ラベルの付いたTSAおよびSABセトリングプレートを作業エリアの近くに置きますが、テストを妨げないエリアに配置します。サンプリング開始時刻を文書化します。無菌的に両方のプレートを開き、寒天が乾燥するのを防ぐために、作業エリアから離れた生物学的安全キャビネットのきれいな表面に蓋を最大4時間置きます。
処理の最後にプレートの蓋を閉め、サンプリング停止時間を文書化します。ゆるく、プレートを袋に入れて培養物をインキュベートします。手袋をはめた指先のサンプリングのために、2つのラベル付きTSALTプレートを入手してください。
プレートの蓋を無菌的に取り外し、サンプリングエリアから離れた清潔な作業面に置きます。プレートの表面に各指と親指のパッドをそっと転がします。寒天表面にひびが入ることなく寒天にわずかなくぼみを作るのに十分な力を使用してください。
蓋を無菌的にプレートに戻します。サンプリングの完了時に手を消毒した後、プレートをゆるく袋に入れ、培養物をインキュベートします。直接接種する場合は、米国薬局方の方法に従って、TSAおよびSAB沈殿プレートをバイオセーフティキャビネットに入れます。
キャビネットを準備し、材料をステージングした後、サンプリング開始時間を文書化します。試験品および関連するトリプシン大豆ブロスおよび流動チオグリコール酸培地ボトルを入手する。ボトルにセプタムがある場合は、各ボトルから保護キャップを取り外し、滅菌アルコールワイプでセプタムを拭きます。
試験品をボルテックスして均質な懸濁液を確保し、滅菌注射器と皮下注射針を使用して検証された量の試験品をボトルに接種します。滅菌アルコールワイプでセプタムを拭き、滅菌ベントユニットを挿入して、インキュベーション中の空気交換を可能にします。そのセッションの各テスト記事に対して手順を繰り返します。
TSAおよびSABセトリングプレートを無菌的に閉じ、手袋をはめた指先サンプリングを実行する前にサンプリング終了時間を文書化します。手袋を70%滅菌イソプロピルアルコールで拭き、プレートをゆるく袋に入れて培養物をインキュベートします。すべての試験材料を生物学的安全キャビネットから移します。
同様に、直接接種の場合、NIHの代替無菌試験方法に従って、TSAおよびSABセトリングプレートをバイオセーフティキャビネットに入れ、サンプリング開始時間を文書化します。

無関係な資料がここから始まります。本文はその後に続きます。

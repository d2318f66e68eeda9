//! Relay server setup
//!
//! Provides the relay core, the WebSocket route, and the HTTP application around it.

mod handler;
mod relay;
mod state;

pub use handler::ws_handler;
pub use relay::{RelayServer, ServerOptions};
pub use state::RelayState;

use crate::broadcast::{BroadcastConfig, Broadcaster};
use crate::connection::Registry;
use crate::directory::SessionDirectory;
use crate::handlers::relay_handlers;
use axum::{routing::get, Router};
use relay_common::{AppError, AppResult, RelayConfig, RelaySettings};
use tokio::net::TcpListener;
use tower_http::services::ServeDir;
use tower_http::trace::TraceLayer;

/// Create the relay router
pub fn create_router(ws_path: &str) -> Router<RelayState> {
    Router::new()
        .route(ws_path, get(ws_handler))
        .route("/health", get(health_check))
}

/// Health check endpoint
async fn health_check() -> &'static str {
    "OK"
}

/// Build the complete application
///
/// Requests that match no route are served from the static directory.
pub fn create_app(state: RelayState, settings: &RelaySettings) -> Router {
    create_router(&settings.ws_path)
        .fallback_service(ServeDir::new(&settings.static_dir))
        .layer(TraceLayer::new_for_http())
        .with_state(state)
}

/// Wire the relay with its default behavior
///
/// Every message is rebroadcast to all other clients and sessions are tracked
/// in a [`SessionDirectory`].
pub fn create_relay_state(config: &RelayConfig) -> RelayState {
    let broadcaster = Broadcaster::new(Registry::new(), BroadcastConfig::from(&config.relay));
    let directory = SessionDirectory::new();
    let handlers = relay_handlers(broadcaster.clone(), directory.clone());

    let server = RelayServer::new_shared(broadcaster, handlers, ServerOptions::from(&config.relay));

    RelayState::new(server, directory)
}

/// Run the relay server until Ctrl-C
pub async fn run_server(app: Router, addr: &str) -> AppResult<()> {
    tracing::info!("Starting relay server on {}", addr);

    let listener = TcpListener::bind(addr)
        .await
        .map_err(|e| AppError::bind(addr, e))?;

    tracing::info!("Relay listening on {}", addr);

    axum::serve(listener, app)
        .with_graceful_shutdown(shutdown_signal())
        .await
        .map_err(AppError::Server)?;

    tracing::info!("Relay server stopped");

    Ok(())
}

async fn shutdown_signal() {
    if let Err(e) = tokio::signal::ctrl_c().await {
        tracing::warn!(error = %e, "Failed to install Ctrl-C handler");
        std::future::pending::<()>().await;
    }
    tracing::info!("Shutdown signal received");
}

/// Run the complete relay with configuration
pub async fn run(config: RelayConfig) -> AppResult<()> {
    let addr = config.server.address();

    let state = create_relay_state(&config);
    let app = create_app(state, &config.relay);

    run_server(app, &addr).await
}
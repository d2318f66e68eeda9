//! Relay Integration Tests
//!
//! Each test starts its own relay on an ephemeral port and talks to it over
//! real sockets.
//!
//! Run with: cargo test -p integration-tests --test relay_tests

use std::time::Duration;

use anyhow::Result;
use integration_tests::{ObservedError, TestServer};
use reqwest::StatusCode;

const SILENCE: Duration = Duration::from_millis(150);

// ============================================================================
// HTTP Routes
// ============================================================================

#[tokio::test]
async fn test_health_check() -> Result<()> {
    let server = TestServer::start().await?;

    let response = server.get("/health").await?;
    assert_eq!(response.status(), StatusCode::OK);
    assert_eq!(response.text().await?, "OK");

    Ok(())
}

#[tokio::test]
async fn test_static_files_served() -> Result<()> {
    let server = TestServer::start().await?;
    server.write_static("index.html", "<html>relay</html>")?;

    let response = server.get("/index.html").await?;
    assert_eq!(response.status(), StatusCode::OK);
    assert_eq!(response.text().await?, "<html>relay</html>");

    let missing = server.get("/missing.js").await?;
    assert_eq!(missing.status(), StatusCode::NOT_FOUND);

    Ok(())
}

// ============================================================================
// Relay Tests
// ============================================================================

#[tokio::test]
async fn test_message_reaches_all_other_clients() -> Result<()> {
    let server = TestServer::start().await?;
    let mut a = server.connect().await?;
    let mut b = server.connect().await?;
    let mut c = server.connect().await?;

    a.send(b"hello").await?;

    assert_eq!(b.recv().await?, b"hello");
    assert_eq!(c.recv().await?, b"hello");

    // Exactly once, and never echoed back
    a.expect_silence(SILENCE).await?;
    b.expect_silence(SILENCE).await?;
    c.expect_silence(SILENCE).await?;

    Ok(())
}

#[tokio::test]
async fn test_single_client_gets_no_echo() -> Result<()> {
    let server = TestServer::start().await?;
    let mut a = server.connect().await?;

    a.send(b"anyone?").await?;
    a.expect_silence(SILENCE).await?;

    Ok(())
}

#[tokio::test]
async fn test_per_sender_order_preserved() -> Result<()> {
    let server = TestServer::start().await?;
    let mut a = server.connect().await?;
    let mut b = server.connect().await?;

    for payload in [&b"M1"[..], b"M2", b"M3"] {
        a.send(payload).await?;
    }

    assert_eq!(b.recv().await?, b"M1");
    assert_eq!(b.recv().await?, b"M2");
    assert_eq!(b.recv().await?, b"M3");

    Ok(())
}

#[tokio::test]
async fn test_text_frames_relayed() -> Result<()> {
    let server = TestServer::start().await?;
    let mut a = server.connect().await?;
    let mut b = server.connect().await?;

    a.send_text("plain text").await?;
    assert_eq!(b.recv().await?, b"plain text");

    Ok(())
}

#[tokio::test]
async fn test_disconnect_unregisters_session() -> Result<()> {
    let server = TestServer::start().await?;
    let mut a = server.connect().await?;
    let b = server.connect().await?;
    let mut c = server.connect().await?;
    assert_eq!(server.state.directory().len(), 3);

    b.close().await?;
    server.wait_for_sessions(2).await?;
    assert_eq!(server.state.directory().len(), 2);

    a.send(b"after").await?;
    assert_eq!(c.recv().await?, b"after");
    a.expect_silence(SILENCE).await?;

    Ok(())
}

#[tokio::test]
async fn test_dropped_socket_unregisters_session() -> Result<()> {
    let server = TestServer::start().await?;
    let a = server.connect().await?;
    let _b = server.connect().await?;

    drop(a);
    server.wait_for_sessions(1).await?;

    Ok(())
}

#[tokio::test]
async fn test_oversized_message_closes_connection() -> Result<()> {
    let mut server = TestServer::start_with(&[("RELAY_MAX_PAYLOAD_BYTES", "16")]).await?;
    let mut big = server.connect().await?;
    let mut other = server.connect().await?;

    big.send(&[b'x'; 64]).await?;
    assert_eq!(big.closed().await?, Some(1009));
    assert_eq!(
        server.next_error().await?,
        ObservedError::PayloadTooLarge { size: 64, limit: 16 }
    );
    server.wait_for_sessions(1).await?;

    // Nothing from the rejected frame leaks to other clients
    other.expect_silence(SILENCE).await?;

    Ok(())
}

#[tokio::test]
async fn test_client_close_reported_as_peer_closed() -> Result<()> {
    let mut server = TestServer::start().await?;
    let a = server.connect().await?;

    a.close().await?;
    assert_eq!(server.next_error().await?, ObservedError::PeerClosed);
    server.wait_for_sessions(0).await?;

    Ok(())
}
//! # relay-gateway
//!
//! WebSocket relay: every message a client sends is rebroadcast to all other
//! connected clients.
//!
//! The pieces, leaf first: [`connection`] (sessions, ids, the registry),
//! [`broadcast`] (concurrent fan-out), [`handlers`] (lifecycle callbacks),
//! and [`server`] (the per-connection acceptor and the HTTP application).

pub mod broadcast;
pub mod connection;
pub mod directory;
pub mod handlers;
pub mod protocol;
pub mod server;

pub use server::run;
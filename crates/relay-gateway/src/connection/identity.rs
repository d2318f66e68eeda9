//! Session identity generation

use rand::distributions::Alphanumeric;
use rand::Rng;

/// Default length of a generated session id
pub const DEFAULT_ID_LENGTH: usize = 15;

/// Generate a random session id of exactly `length` characters
///
/// Characters are drawn uniformly from `[a-zA-Z0-9]` using the calling
/// thread's OS-seeded generator, so concurrent callers never share state.
/// Uniqueness is probabilistic only.
#[must_use]
pub fn generate_id(length: usize) -> String {
    rand::thread_rng()
        .sample_iter(&Alphanumeric)
        .take(length)
        .map(char::from)
        .collect()
}
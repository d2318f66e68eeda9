//! Session directory
//!
//! Tracks connected users by session id. Updated only from the on-connect and
//! on-disconnect callbacks; uses `DashMap` so lookups never contend with the
//! registry lock.

use crate::connection::Session;
use dashmap::DashMap;
use std::sync::Arc;

/// Connected sessions keyed by id
#[derive(Clone, Default)]
pub struct SessionDirectory {
    users: Arc<DashMap<String, Arc<Session>>>,
}

impl SessionDirectory {
    /// Create an empty directory
    #[must_use]
    pub fn new() -> Self {
        Self::default()
    }

    /// Record a session, returning any session previously stored under its id
    pub fn insert(&self, session: &Arc<Session>) -> Option<Arc<Session>> {
        self.users
            .insert(session.id().to_string(), Arc::clone(session))
    }

    /// Forget a session
    ///
    /// Only removes the entry if it still belongs to this exact session, so
    /// a later session with a colliding id is left in place.
    pub fn remove(&self, session: &Session) -> bool {
        self.users
            .remove_if(session.id(), |_, current| current.serial() == session.serial())
            .is_some()
    }

    /// Look up a session by id
    pub fn get(&self, id: &str) -> Option<Arc<Session>> {
        self.users.get(id).map(|entry| entry.clone())
    }

    /// Get the number of recorded sessions
    pub fn len(&self) -> usize {
        self.users.len()
    }

    /// Check if the directory is empty
    pub fn is_empty(&self) -> bool {
        self.users.is_empty()
    }
}

impl std::fmt::Debug for SessionDirectory {
    fn fmt(&self, f: &mut std::fmt::Formatter<'_>) -> std::fmt::Result {
        f.debug_struct("SessionDirectory")
            .field("users", &self.users.len())
            .finish()
    }
}
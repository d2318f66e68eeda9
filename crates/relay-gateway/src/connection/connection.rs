//! Connection lifecycle state

/// Lifecycle of one connection
///
/// `Accepted → Registered → Active → Closing → Closed`
#[derive(Debug, Clone, Copy, PartialEq, Eq, Hash)]
pub enum ConnectionState {
    /// Upgrade completed, session not yet registered
    Accepted,
    /// In the registry, on-connect running
    Registered,
    /// Receive loop running
    Active,
    /// Receive loop ended, cleanup pending
    Closing,
    /// Removed from the registry, on-disconnect has run
    Closed,
}

impl ConnectionState {
    /// Check if the connection still counts as live
    #[must_use]
    pub const fn is_live(self) -> bool {
        matches!(self, Self::Registered | Self::Active)
    }
}

impl std::fmt::Display for ConnectionState {
    fn fmt(&self, f: &mut std::fmt::Formatter<'_>) -> std::fmt::Result {
        let name = match self {
            Self::Accepted => "accepted",
            Self::Registered => "registered",
            Self::Active => "active",
            Self::Closing => "closing",
            Self::Closed => "closed",
        };
        f.write_str(name)
    }
}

テスト品と関連するIFAプラスラベル、IFNプラスラベル、およびSABプレートを入手します。IFA PlusおよびIFN Plusボトルから保護キャップを取り外し、滅菌アルコールワイプでセプタムを拭きます。
試験品をボルテックスした後、滅菌注射器と皮下注射針を使用して、検証された量の試験品をボトルに接種し、セプタムを再度拭きます。BACT / ALERTデュアルT機器でボトルをインキュベートします。ピペッターを使用して、SABプレートに検証量の試験品とストリークを接種し、滅菌ループを使用して分離します。

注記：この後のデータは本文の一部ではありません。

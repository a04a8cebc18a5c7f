//! Unit tests for the data model.

#[cfg(test)]
pub(crate) mod fixtures {
    use hwy_core::{GeoPoint, RouteId, SegmentId, SystemId, WaypointId};

    use crate::{HighwayData, HighwaySegment, HighwaySystem, Route, SystemLevel, Waypoint};

    /// Build a store with one system and one route whose waypoints sit at
    /// the given coordinates, labelled `W0`, `W1`, …
    pub fn single_route(level: SystemLevel, coords: &[(f64, f64)]) -> (HighwayData, RouteId) {
        let mut data = HighwayData::new();
        data.systems.push(HighwaySystem::new(
            "tst".into(),
            "USA".into(),
            "Test System".into(),
            "blue".into(),
            1,
            level,
        ));
        let sys = SystemId(0);
        let r = RouteId(0);
        let mut route = Route {
            system: sys,
            region: "NY".into(),
            route: "TST1".into(),
            root: "ny.tst001".into(),
            ..Default::default()
        };
        for (i, &(lat, lng)) in coords.iter().enumerate() {
            let w = WaypointId(data.waypoints.len() as u32);
            data.waypoints
                .push(Waypoint::new(format!("W{i}"), Vec::new(), GeoPoint::new(lat, lng), r));
            route.points.push(w);
            if i > 0 {
                let s = SegmentId(data.segments.len() as u32);
                let prev = route.points[i - 1];
                let length = data.waypoints[prev.index()]
                    .point
                    .distance_mi(GeoPoint::new(lat, lng));
                data.segments.push(HighwaySegment::new(prev, w, r, length));
                route.segments.push(s);
            }
        }
        data.systems[0].routes.push(r);
        data.routes.push(route);
        (data, r)
    }
}

#[cfg(test)]
mod route_names {
    use crate::Route;

    #[test]
    fn name_forms() {
        let r = Route {
            region: "NY".into(),
            route: "US20".into(),
            banner: "Alt".into(),
            abbrev: "Sch".into(),
            ..Default::default()
        };
        assert_eq!(r.readable_name(), "NY US20AltSch");
        assert_eq!(r.list_entry_name(), "US20AltSch");
        assert_eq!(r.name_no_abbrev(), "US20Alt");
    }

    #[test]
    fn con_endpoints_respect_reversal() {
        use hwy_core::WaypointId;
        let mut r = Route::default();
        r.points = vec![WaypointId(3), WaypointId(4), WaypointId(5)];
        assert_eq!(r.con_beg(), Some(WaypointId(3)));
        assert_eq!(r.con_end(), Some(WaypointId(5)));
        r.is_reversed = true;
        assert_eq!(r.con_beg(), Some(WaypointId(5)));
        assert_eq!(r.con_end(), Some(WaypointId(3)));
    }
}

#[cfg(test)]
mod store {
    use hwy_core::{SegmentId, TravelerId, WaypointId};

    use super::fixtures::single_route;
    use crate::SystemLevel;

    #[test]
    fn segment_count_invariant() {
        let (data, r) = single_route(SystemLevel::Active, &[(0.0, 0.0), (1.0, 1.0), (2.0, 2.0)]);
        let route = data.route(r);
        assert_eq!(route.segments.len(), route.points.len() - 1);
    }

    #[test]
    fn find_segment_either_order() {
        let (data, r) = single_route(SystemLevel::Active, &[(0.0, 0.0), (1.0, 0.0), (2.0, 0.0)]);
        let s = data
            .find_segment_by_waypoints(r, WaypointId(1), WaypointId(0))
            .unwrap();
        assert_eq!(s, SegmentId(0));
        assert!(data
            .find_segment_by_waypoints(r, WaypointId(0), WaypointId(2))
            .is_none());
    }

    #[test]
    fn canonical_waypoint_without_group_is_self() {
        let (data, _) = single_route(SystemLevel::Active, &[(0.0, 0.0), (1.0, 0.0)]);
        assert_eq!(data.canonical_waypoint(WaypointId(1)), WaypointId(1));
    }

    #[test]
    fn colocation_group_canonical_is_front() {
        let (mut data, _) = single_route(SystemLevel::Active, &[(0.0, 0.0), (1.0, 0.0)]);
        let g = data.new_coloc_group(vec![WaypointId(0), WaypointId(1)]);
        data.waypoints[0].colocated = Some(g);
        data.waypoints[1].colocated = Some(g);
        assert_eq!(data.canonical_waypoint(WaypointId(1)), WaypointId(0));
        assert_eq!(data.num_colocated(WaypointId(1)), 2);
    }

    #[test]
    fn devel_system_not_active_or_preview() {
        let (data, _) = single_route(SystemLevel::Devel, &[(0.0, 0.0), (1.0, 0.0)]);
        assert!(!data.is_or_colocated_with_active_or_preview(WaypointId(0)));
    }

    #[test]
    fn segment_name_skips_devel() {
        let (data, r) = single_route(SystemLevel::Devel, &[(0.0, 0.0), (1.0, 0.0)]);
        let s = data.route(r).segments[0];
        assert_eq!(data.segment_name(s), "");
    }

    #[test]
    fn clinched_miles_sum() {
        let (mut data, r) = single_route(SystemLevel::Active, &[(0.0, 0.0), (1.0, 0.0), (2.0, 0.0)]);
        let t = TravelerId(0);
        let s0 = data.route(r).segments[0];
        data.segments[s0.index()].add_clinched_by(t);
        let miles = data.route_miles_clinched_by(r, t);
        let expected = data.segment(s0).length;
        assert!((miles - expected).abs() < 1e-12);
    }
}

インキュベーションのために反転したときにサンプルがプレートの蓋に流れ込まないように、10分間放置します 試験品を接種した各SABプレートをビニール袋に入れます。それらをゆるく結びます。TSAおよびSABセトリングプレートを無菌的に閉じます。
プレートにサンプリング終了時間を記録し、手袋をはめた指先のサンプリングを実行します。サンプリング後、手袋を70%アルコールで拭きます。手袋をアルコールで拭いた後、プレートをゆるく袋に入れ、培養物をインキュベートします。
生物学的安全キャビネット内のパッシブエアプロセスモニタリング中に培養された汚染物質の単一コロニーを示すTSA空気沈降プレートがここに示されています。2つの異なるコロニー形態の3つのコロニー形成単位を有するTSALT表面サンプリングプレートをこの図に示す。プレートの端に単一のコロニーがあるTSALT表面培養は、サンプリングプロセス中の無菌処理が不十分であることを示しています。

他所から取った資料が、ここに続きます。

//! Graph edges.
//!
//! There is no class hierarchy for the three formats: one edge record
//! carries three independent incidence memberships and three independent
//! written flags, so a single vertex traversal can emit all three file
//! formats in one pass.

use hwy_core::{SegmentId, SystemId, VertexId};

/// One edge of the highway graph.
///
/// Constructed either directly from a canonical highway segment, or by
/// collapsing the two edges around a hidden degree-2 vertex, which then
/// becomes an intermediate shaping point.
#[derive(Clone, Debug)]
pub struct HGEdge {
    /// Comma-joined list-entry names of the concurrent routes.
    pub segment_name: String,
    pub vertex1: VertexId,
    pub vertex2: VertexId,
    /// Canonical segment: the reference for region and clinched-by data.
    /// Each edge lives within one region; a multi-point edge cannot span
    /// regions because a region border requires a visible waypoint.
    pub segment: SegmentId,
    /// Route list-entry name and system for every non-devel concurrent
    /// route on this edge.
    pub route_names_and_systems: Vec<(String, SystemId)>,
    /// Shaping points absorbed from collapsed hidden vertices, ordered
    /// from `vertex1` to `vertex2`.
    pub intermediate_points: Vec<VertexId>,
    pub s_written: bool,
    pub c_written: bool,
    pub t_written: bool,
}

impl HGEdge {
    /// The edge label, optionally restricted to a set of systems.
    pub fn label(&self, systems: Option<&[SystemId]>) -> String {
        let mut label = String::new();
        for (name, system) in &self.route_names_and_systems {
            if systems.is_some_and(|set| !set.contains(system)) {
                continue;
            }
            if !label.is_empty() {
                label.push(',');
            }
            label.push_str(name);
        }
        label
    }

    /// The endpoint that is not `v`.
    pub fn other_endpoint(&self, v: VertexId) -> VertexId {
        if self.vertex1 == v { self.vertex2 } else { self.vertex1 }
    }
}
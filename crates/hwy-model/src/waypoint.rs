//! A single waypoint parsed from a `.wpt` file line.

use hwy_core::{GeoPoint, GroupId, RouteId, WaypointId};

/// One waypoint of one route.
///
/// Identity is (owning route, label).  Position is immutable after
/// construction; the colocation pointer is filled in during quadtree
/// insertion and the near-miss list grows symmetrically as later points
/// land nearby.
#[derive(Clone, Debug)]
pub struct Waypoint {
    /// Primary label.  A leading `+` marks the point hidden.
    pub label: String,
    /// Alternate labels (middle tokens of the source line), as written.
    pub alt_labels: Vec<String>,
    pub point: GeoPoint,
    pub is_hidden: bool,
    /// The route this waypoint belongs to.
    pub route: RouteId,
    /// Colocation group, if any other waypoint shares these exact
    /// coordinates.  The group's first element after sorting is canonical.
    pub colocated: Option<GroupId>,
    /// Waypoints within the near-miss tolerance but not exactly colocated.
    pub near_miss: Vec<WaypointId>,
}

impl Waypoint {
    pub fn new(label: String, alt_labels: Vec<String>, point: GeoPoint, route: RouteId) -> Self {
        let is_hidden = label.starts_with('+');
        Self {
            label,
            alt_labels,
            point,
            is_hidden,
            route,
            colocated: None,
            near_miss: Vec::new(),
        }
    }
}
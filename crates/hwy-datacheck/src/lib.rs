//! `hwy-datacheck` — structural checks over the loaded highway data.
//!
//! [`rules`] walks every route and emits [`hwy_core::DatacheckEntry`] values
//! for label-form violations, suspicious geometry, and convention breaches.
//! [`fps`] loads the maintainer's false-positive list, suppresses matching
//! emissions, and reports near-matches and leftovers for maintenance.
//!
//! Other phases contribute entries of their own (the wpt parser's
//! `MALFORMED_*`, the connectivity check's `DISCONNECTED_ROUTE`, the graph
//! builder's hidden-vertex checks); this crate owns the per-route rule pass
//! and the false-positive machinery.

pub mod error;
pub mod fps;
pub mod rules;

#[cfg(test)]
mod tests;

pub use error::{DatacheckError, DatacheckResult};
pub use fps::{FpMatchReport, mark_false_positives, read_datacheck_fps};
pub use rules::run_datachecks;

各指または親指の最大表面積を使用して手袋をはめた指先サンプルを取得するための正しい方法をこの画像に示します。指先だけをサンプリングする誤った処理をここに示します。肉眼で見えるモールドボールがBACT/ALERTシステムによって自動検出されなかった例を以下に示します。
これらの知見に基づいて、すべてのBACT/ALERTボトルの最終目視検査と、NIH代替無菌試験法を使用した真菌培養用のSABプレートの追加が推奨されます。